Characteristics and background information on the study population.

Name	ID	Sex	(Estimated) Year of Birth	Origin	Age Category at Arrival at MONA	Predominant Housing Condition During Infancy (With or Without Conspecifics)	Former Pet or Entertainment Chimpanzee*
Africa	AFR	F	2000	wild	Sub-adult	without	Pet
Bea	BEA	F	1985	wild	Adult	with	Entertainment
Bongo	BON	M	2000	captive	Sub-adult	with	Entertainment
Charly	CHA	M	1989	captive	Sub-adult	with	Entertainment
Cheeta	CHE	F	1990	wild	Adult	without	Entertainment
Coco	COC	F	1994	wild	Adult	without	Pet/ Entertainment
Juanito	JUA	M	2003	captive	Sub-adult	with	Pet/ Entertainment
Marco	MAR	M	1984	captive	Adult	with	Entertainment
Nico	NIC	M	2001	captive	Sub-adult	without	Pet/ Entertainment
Pancho1	PAN	M	1990	captive	Sub-adult	with	Entertainment
Romie2	ROM	F	1979	wild	Adult	with	Entertainment
Sara3	SAR	F	1998	captive	Sub-adult	without	Pet/ Entertainment
Tico	TIC	M	1985	wild	Adult	without	Entertainment
Tom	TOM	M	1985	wild	Adult	with	Entertainment
Toni	TON	M	1983	wild	Adult	with	Entertainment
Toto4	TOT	M	1956	wild	Adult	with	Entertainment
Victor	VIC	M	1982	captive	Adult	without	Pet/ Entertainment
Waty	WAT	F	1996	captive	Sub-adult	with	Entertainment

Abbreviations: F = female, M = male.

1died in 2007,

2died in 2011,

3died in 2012,

4died in 2013.

*Chimpanzees often were used for several purposes before arriving at the rescue centre. The term "Entertainment" refers to any type of commercial use such as tourist attraction, street performing, media performing, circus performing and instances of zoo housing.
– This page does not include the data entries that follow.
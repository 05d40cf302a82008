use crate::archive::format::{MAX_CONTENT_LENGTH, MAX_NAME_LENGTH};
use crate::error::{Result, VyrError};

/// Slots reserved by a fresh registry
const INITIAL_CAPACITY: usize = 2;

/// One named byte blob
///
/// `size()` is always the length of `content()`; the codec writes and reads
/// lengths from it.
#[derive(Debug, Clone, PartialEq, Eq)]
pub struct Entry {
    name: Vec<u8>,
    content: Vec<u8>,
}

impl Entry {
    /// Create an entry, rejecting names and contents the format cannot encode
    pub fn new(name: impl Into<Vec<u8>>, content: impl Into<Vec<u8>>) -> Result<Self> {
        let name = name.into();
        let content = content.into();

        if name.len() > MAX_NAME_LENGTH {
            return Err(VyrError::NameTooLong(name.len()));
        }
        if content.len() > MAX_CONTENT_LENGTH {
            return Err(VyrError::ContentTooLarge(content.len()));
        }

        Ok(Self { name, content })
    }

    /// Build from bytes already bounded by the wire format's length fields
    pub(crate) fn from_wire(name: Vec<u8>, content: Vec<u8>) -> Self {
        Self { name, content }
    }

    pub fn name(&self) -> &[u8] {
        &self.name
    }

    /// Name as UTF-8, if it is valid UTF-8
    pub fn name_str(&self) -> Option<&str> {
        std::str::from_utf8(&self.name).ok()
    }

    pub fn content(&self) -> &[u8] {
        &self.content
    }

    /// Content length in bytes
    pub fn size(&self) -> u32 {
        self.content.len() as u32
    }

    /// Exact number of bytes this entry occupies in an encoded archive
    pub fn encoded_size(&self) -> u64 {
        crate::archive::format::record_size(self.name.len(), self.content.len())
    }

    pub fn into_parts(self) -> (Vec<u8>, Vec<u8>) {
        (self.name, self.content)
    }
}

/// In-memory, order-preserving collection of archive entries
///
/// Removal leaves a tombstone (`None`) in place; the next insertion reuses
/// the lowest tombstone before appending. The slot count never shrinks.
#[derive(Debug, Clone)]
pub struct Registry {
    slots: Vec<Option<Entry>>,
    capacity: usize,
    format: Option<u8>,
}

impl Registry {
    /// Create an empty registry
    ///
    /// Aborts on allocation failure like any std collection; use
    /// [`Registry::create`] to observe it as an error instead.
    pub fn new() -> Self {
        Self {
            slots: Vec::with_capacity(INITIAL_CAPACITY),
            capacity: INITIAL_CAPACITY,
            format: None,
        }
    }

    /// Create an empty registry, reporting allocation failure
    pub fn create() -> Result<Self> {
        let mut slots = Vec::new();
        slots.try_reserve_exact(INITIAL_CAPACITY)?;
        Ok(Self {
            slots,
            capacity: INITIAL_CAPACITY,
            format: None,
        })
    }

    /// Insert an entry and return the slot index it landed in
    ///
    /// The first tombstone is reused; otherwise the entry is appended,
    /// doubling capacity when full. On failure the registry is unchanged.
    pub fn add(&mut self, entry: Entry) -> Result<usize> {
        if let Some(index) = self.slots.iter().position(Option::is_none) {
            self.slots[index] = Some(entry);
            return Ok(index);
        }

        if self.slots.len() == self.capacity {
            let grown = self.capacity.checked_mul(2).ok_or(VyrError::Allocation)?;
            self.slots.try_reserve_exact(grown - self.slots.len())?;
            self.capacity = grown;
        }

        self.slots.push(Some(entry));
        Ok(self.slots.len() - 1)
    }

    /// Tombstone the first live entry named `name` and hand it back
    pub fn remove(&mut self, name: impl AsRef<[u8]>) -> Option<Entry> {
        let name = name.as_ref();
        self.slots
            .iter_mut()
            .find(|slot| matches!(slot, Some(entry) if entry.name() == name))
            .and_then(Option::take)
    }

    /// Find the first live entry named `name`
    pub fn find(&self, name: impl AsRef<[u8]>) -> Option<&Entry> {
        let name = name.as_ref();
        self.iter().find(|entry| entry.name() == name)
    }

    pub fn contains(&self, name: impl AsRef<[u8]>) -> bool {
        self.find(name).is_some()
    }

    /// Live entries in slot order
    pub fn iter(&self) -> impl Iterator<Item = &Entry> {
        self.slots.iter().flatten()
    }

    /// Every slot in order, tombstones included
    pub fn slots(&self) -> impl Iterator<Item = Option<&Entry>> {
        self.slots.iter().map(Option::as_ref)
    }

    /// Number of live entries
    pub fn len(&self) -> usize {
        self.iter().count()
    }

    pub fn is_empty(&self) -> bool {
        self.slots.iter().all(Option::is_none)
    }

    /// Logical slot count, tombstones included
    pub fn slot_count(&self) -> usize {
        self.slots.len()
    }

    pub fn capacity(&self) -> usize {
        self.capacity
    }

    /// Version tag of the archive this registry was decoded from
    pub fn format(&self) -> Option<u8> {
        self.format
    }

    pub(crate) fn set_format(&mut self, version: u8) {
        self.format = Some(version);
    }
}

impl Default for Registry {
    fn default() -> Self {
        Self::new()
    }
}

impl<'a> IntoIterator for &'a Registry {
    type Item = &'a Entry;
    type IntoIter = std::iter::Flatten<std::slice::Iter<'a, Option<Entry>>>;

    fn into_iter(self) -> Self::IntoIter {
        self.slots.iter().flatten()
    }
}
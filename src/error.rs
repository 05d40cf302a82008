use std::io;
use thiserror::Error;

/// Result type for vyr operations
pub type Result<T> = std::result::Result<T, VyrError>;

/// Unified error type for all vyr operations
#[derive(Debug, Error)]
pub enum VyrError {
    // Storage errors
    #[error("Failed to allocate registry storage")]
    Allocation,

    // Archive errors
    #[error("Invalid magic number in archive header: {found:02X?}")]
    BadMagic { found: Vec<u8> },

    #[error("Unsupported archive version: {0}")]
    UnsupportedVersion(u8),

    #[error("Truncated input while reading {context}: need {needed} bytes, {remaining} remaining")]
    TruncatedInput {
        context: &'static str,
        needed: u64,
        remaining: u64,
    },

    #[error("Entry not found in archive: {0}")]
    EntryNotFound(String),

    // Entry limits
    #[error("Entry name too long: {0} bytes (max 65535)")]
    NameTooLong(usize),

    #[error("Entry content too large: {0} bytes (max 4294967295)")]
    ContentTooLarge(usize),

    #[error("Too many entries for one archive: {0} (max 4294967295)")]
    TooManyEntries(usize),

    // I/O errors
    #[error("I/O error: {0}")]
    Io(#[from] io::Error),
}

impl VyrError {
    /// Shorthand for a bounds failure while parsing
    pub(crate) fn truncated(context: &'static str, needed: u64, remaining: u64) -> Self {
        VyrError::TruncatedInput {
            context,
            needed,
            remaining,
        }
    }
}

impl From<std::collections::TryReserveError> for VyrError {
    fn from(_: std::collections::TryReserveError) -> Self {
        VyrError::Allocation
    }
}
Wild-caught chimpanzees typically arrived as adults (except for one adolescent individual) at Fundació MONA (mean age: 23.6 ± 10.4 years), whereas the captive born subjects were mostly sub-adults (except for two adults) upon arrival (mean age: 9.2 ± 7.5 years). Considering that our wild-caught chimpanzees have on average spent more time in the pet and entertainment business than captive born ones, we included the age at arrival at the sanctuary as another variable describing the chimpanzees past. Thus, we assigned all chimpanzees to the respective age category, i.e. adult or sub-adult, at their time of arrival at Fundació MONA.

The chimpanzees were living in one of the two different social groups (Mutamba group, Bilinga group). Over the 12-year observation period, several alterations to the group composition occurred in order to integrate new chimpanzees, transfer animals between groups for welfare reasons or due to the natural death of individuals. The alteration of a group composition is defined as the change of the minority of the individuals of a group by either adding or removing one or several individuals at a time. Within the 12 years of data collection, the group sizes could vary from a minimum of four to a maximum of nine individuals, but was most of the time between five to eight individuals per group (Table 2).

Table 2

Chronology of the different observation time periods for the two social groups, Mutamba (M1-M6) and Bilinga (B1-B12), included in this study.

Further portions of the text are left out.